PROVIDED RECORDS
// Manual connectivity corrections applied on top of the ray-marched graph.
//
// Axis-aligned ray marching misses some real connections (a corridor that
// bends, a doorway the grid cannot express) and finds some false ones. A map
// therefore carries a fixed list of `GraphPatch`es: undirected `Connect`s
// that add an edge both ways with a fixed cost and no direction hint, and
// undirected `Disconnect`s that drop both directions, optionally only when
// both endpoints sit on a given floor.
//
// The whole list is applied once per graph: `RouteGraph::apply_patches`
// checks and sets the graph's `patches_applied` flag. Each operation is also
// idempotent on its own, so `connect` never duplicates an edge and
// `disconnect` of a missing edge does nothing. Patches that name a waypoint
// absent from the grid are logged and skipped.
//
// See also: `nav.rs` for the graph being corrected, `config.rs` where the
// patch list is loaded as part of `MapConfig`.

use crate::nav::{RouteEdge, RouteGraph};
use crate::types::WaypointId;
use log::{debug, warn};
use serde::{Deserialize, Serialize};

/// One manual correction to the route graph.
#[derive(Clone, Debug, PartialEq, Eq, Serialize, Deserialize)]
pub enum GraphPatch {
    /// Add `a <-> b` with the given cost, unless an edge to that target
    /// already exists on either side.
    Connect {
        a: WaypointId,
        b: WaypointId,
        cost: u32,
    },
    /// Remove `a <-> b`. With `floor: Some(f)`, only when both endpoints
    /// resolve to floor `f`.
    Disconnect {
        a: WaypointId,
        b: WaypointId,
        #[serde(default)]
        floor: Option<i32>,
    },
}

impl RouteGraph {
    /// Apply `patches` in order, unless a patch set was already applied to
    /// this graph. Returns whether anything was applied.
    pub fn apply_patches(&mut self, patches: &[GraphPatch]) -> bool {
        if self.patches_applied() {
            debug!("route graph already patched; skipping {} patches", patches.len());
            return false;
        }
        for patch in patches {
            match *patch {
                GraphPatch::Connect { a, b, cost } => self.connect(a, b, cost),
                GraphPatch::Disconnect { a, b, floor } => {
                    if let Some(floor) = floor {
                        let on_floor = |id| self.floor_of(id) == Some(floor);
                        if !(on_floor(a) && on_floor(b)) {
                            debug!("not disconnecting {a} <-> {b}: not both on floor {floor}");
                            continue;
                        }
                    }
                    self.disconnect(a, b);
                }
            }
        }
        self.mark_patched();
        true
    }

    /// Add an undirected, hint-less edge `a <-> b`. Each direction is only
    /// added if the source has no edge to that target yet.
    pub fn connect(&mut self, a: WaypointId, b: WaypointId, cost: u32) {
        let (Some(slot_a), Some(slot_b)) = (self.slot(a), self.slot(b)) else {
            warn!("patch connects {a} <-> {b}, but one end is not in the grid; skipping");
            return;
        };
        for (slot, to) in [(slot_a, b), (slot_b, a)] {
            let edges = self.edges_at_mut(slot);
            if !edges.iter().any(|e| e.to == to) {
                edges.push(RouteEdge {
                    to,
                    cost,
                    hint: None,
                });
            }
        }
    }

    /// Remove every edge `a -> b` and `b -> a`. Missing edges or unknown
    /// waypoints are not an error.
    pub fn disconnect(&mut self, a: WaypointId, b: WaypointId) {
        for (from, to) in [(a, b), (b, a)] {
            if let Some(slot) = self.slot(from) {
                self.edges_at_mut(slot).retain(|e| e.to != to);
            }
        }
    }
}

---

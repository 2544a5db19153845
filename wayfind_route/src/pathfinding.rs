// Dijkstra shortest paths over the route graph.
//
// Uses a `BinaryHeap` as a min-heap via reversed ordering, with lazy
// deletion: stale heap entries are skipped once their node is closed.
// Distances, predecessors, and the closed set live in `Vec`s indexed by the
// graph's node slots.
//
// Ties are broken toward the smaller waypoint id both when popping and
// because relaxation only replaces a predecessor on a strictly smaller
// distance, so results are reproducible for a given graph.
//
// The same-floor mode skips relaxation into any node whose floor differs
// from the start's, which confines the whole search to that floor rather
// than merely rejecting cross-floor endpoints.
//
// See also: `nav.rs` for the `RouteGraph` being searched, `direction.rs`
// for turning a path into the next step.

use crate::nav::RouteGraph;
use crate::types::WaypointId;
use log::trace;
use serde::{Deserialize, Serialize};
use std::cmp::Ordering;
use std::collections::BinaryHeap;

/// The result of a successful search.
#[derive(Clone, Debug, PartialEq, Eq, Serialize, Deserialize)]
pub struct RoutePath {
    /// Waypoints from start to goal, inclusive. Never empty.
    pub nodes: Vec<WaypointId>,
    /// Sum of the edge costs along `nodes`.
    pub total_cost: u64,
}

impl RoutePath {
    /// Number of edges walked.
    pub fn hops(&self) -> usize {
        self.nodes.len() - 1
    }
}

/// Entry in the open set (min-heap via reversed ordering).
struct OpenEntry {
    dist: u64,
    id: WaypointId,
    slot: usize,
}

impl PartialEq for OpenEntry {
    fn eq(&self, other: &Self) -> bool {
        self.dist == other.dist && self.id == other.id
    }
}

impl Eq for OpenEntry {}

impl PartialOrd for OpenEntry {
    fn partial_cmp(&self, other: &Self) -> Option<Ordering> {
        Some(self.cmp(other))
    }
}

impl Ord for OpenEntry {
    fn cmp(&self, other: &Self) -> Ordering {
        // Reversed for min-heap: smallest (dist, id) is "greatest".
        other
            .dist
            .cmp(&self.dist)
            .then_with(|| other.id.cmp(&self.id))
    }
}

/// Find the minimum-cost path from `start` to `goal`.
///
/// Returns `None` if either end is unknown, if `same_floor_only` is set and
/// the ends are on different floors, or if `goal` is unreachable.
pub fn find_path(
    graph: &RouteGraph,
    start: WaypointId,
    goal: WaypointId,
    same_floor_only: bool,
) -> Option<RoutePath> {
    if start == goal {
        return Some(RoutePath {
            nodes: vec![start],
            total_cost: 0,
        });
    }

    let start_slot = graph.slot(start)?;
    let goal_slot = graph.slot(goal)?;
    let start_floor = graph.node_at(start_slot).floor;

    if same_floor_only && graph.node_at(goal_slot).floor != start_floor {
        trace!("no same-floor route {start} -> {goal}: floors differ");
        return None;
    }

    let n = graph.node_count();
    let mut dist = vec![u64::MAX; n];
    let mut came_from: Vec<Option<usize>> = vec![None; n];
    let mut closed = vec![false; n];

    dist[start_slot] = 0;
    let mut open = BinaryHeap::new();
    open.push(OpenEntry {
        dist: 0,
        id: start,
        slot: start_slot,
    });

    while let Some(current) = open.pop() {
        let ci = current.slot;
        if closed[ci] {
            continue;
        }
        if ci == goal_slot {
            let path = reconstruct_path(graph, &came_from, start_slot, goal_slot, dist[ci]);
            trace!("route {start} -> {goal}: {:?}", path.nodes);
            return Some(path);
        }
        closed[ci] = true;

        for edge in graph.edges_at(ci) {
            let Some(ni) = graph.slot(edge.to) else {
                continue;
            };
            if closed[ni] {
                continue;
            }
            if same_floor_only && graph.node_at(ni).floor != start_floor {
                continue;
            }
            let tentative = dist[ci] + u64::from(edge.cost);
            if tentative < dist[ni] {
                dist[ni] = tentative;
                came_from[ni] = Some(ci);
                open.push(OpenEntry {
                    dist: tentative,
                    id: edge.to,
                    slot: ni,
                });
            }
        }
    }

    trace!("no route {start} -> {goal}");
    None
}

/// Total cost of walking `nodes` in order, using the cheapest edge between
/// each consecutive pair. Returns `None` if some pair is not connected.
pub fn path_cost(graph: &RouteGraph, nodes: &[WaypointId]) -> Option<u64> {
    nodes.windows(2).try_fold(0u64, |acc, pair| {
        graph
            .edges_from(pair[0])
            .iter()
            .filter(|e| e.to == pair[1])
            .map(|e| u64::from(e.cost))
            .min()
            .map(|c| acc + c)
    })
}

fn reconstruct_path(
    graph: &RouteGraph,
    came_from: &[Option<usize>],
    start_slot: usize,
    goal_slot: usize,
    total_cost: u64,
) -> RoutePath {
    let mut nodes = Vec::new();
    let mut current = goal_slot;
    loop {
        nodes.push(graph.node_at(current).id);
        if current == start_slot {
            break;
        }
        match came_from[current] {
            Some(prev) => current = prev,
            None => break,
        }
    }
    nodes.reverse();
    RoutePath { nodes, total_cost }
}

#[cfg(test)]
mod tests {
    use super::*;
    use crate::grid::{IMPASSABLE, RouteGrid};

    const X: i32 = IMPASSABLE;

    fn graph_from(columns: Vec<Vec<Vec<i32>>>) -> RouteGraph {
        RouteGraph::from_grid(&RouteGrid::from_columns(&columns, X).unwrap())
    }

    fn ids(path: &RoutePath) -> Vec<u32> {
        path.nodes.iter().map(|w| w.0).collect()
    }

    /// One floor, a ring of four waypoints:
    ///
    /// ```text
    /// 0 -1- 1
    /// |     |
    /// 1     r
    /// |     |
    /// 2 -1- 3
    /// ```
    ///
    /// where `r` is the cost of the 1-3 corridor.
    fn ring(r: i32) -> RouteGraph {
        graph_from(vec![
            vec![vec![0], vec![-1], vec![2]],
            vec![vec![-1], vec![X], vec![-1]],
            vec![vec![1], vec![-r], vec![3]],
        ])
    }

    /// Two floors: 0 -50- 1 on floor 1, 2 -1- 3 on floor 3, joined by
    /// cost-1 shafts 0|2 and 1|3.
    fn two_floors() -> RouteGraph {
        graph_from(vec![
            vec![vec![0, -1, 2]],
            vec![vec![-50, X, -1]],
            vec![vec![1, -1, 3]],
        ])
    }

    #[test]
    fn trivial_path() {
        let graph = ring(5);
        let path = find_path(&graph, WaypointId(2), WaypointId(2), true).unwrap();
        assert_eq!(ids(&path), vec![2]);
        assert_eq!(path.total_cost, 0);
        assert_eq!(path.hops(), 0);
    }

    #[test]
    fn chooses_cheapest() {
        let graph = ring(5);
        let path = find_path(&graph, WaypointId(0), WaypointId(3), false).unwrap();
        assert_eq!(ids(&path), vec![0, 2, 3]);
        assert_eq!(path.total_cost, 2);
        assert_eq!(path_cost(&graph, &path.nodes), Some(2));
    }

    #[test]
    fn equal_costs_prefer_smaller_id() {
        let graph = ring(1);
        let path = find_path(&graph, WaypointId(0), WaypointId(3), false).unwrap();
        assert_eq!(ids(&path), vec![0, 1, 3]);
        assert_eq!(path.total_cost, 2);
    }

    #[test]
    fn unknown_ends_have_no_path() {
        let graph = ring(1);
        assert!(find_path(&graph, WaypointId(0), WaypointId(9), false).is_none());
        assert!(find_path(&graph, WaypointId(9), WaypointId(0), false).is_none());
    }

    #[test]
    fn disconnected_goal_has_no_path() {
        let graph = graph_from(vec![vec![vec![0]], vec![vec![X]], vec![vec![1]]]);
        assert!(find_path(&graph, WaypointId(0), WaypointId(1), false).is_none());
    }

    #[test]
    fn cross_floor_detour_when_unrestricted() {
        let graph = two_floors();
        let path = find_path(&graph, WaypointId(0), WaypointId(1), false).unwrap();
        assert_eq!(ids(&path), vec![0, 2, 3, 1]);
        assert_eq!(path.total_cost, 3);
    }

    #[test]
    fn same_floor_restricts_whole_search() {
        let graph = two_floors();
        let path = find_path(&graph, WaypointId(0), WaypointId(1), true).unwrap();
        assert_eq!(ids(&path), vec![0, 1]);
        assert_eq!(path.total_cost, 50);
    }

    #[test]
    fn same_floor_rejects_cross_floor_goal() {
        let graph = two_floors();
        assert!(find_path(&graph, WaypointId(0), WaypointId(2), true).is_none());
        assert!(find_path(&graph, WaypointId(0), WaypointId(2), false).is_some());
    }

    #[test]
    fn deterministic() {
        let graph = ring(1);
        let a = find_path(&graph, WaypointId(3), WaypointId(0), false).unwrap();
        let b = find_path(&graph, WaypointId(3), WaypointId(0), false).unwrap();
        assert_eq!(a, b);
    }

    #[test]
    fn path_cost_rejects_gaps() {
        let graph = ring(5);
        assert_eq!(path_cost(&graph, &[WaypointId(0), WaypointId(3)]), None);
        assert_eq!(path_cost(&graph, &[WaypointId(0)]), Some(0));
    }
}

ACTIVITY
Taking the line with "the ray-marched graph." as the first and the line with "for the graph" as the last, retype that stretch of the data above exactly, with no other lines.

TASK SOLUTION
// Manual connectivity corrections applied on top of the ray-marched graph.
//
// Axis-aligned ray marching misses some real connections (a corridor that
// bends, a doorway the grid cannot express) and finds some false ones. A map
// therefore carries a fixed list of `GraphPatch`es: undirected `Connect`s
// that add an edge both ways with a fixed cost and no direction hint, and
// undirected `Disconnect`s that drop both directions, optionally only when
// both endpoints sit on a given floor.
//
// The whole list is applied once per graph: `RouteGraph::apply_patches`
// checks and sets the graph's `patches_applied` flag. Each operation is also
// idempotent on its own, so `connect` never duplicates an edge and
// `disconnect` of a missing edge does nothing. Patches that name a waypoint
// absent from the grid are logged and skipped.
//
// See also: `nav.rs` for the graph being corrected, `config.rs` where the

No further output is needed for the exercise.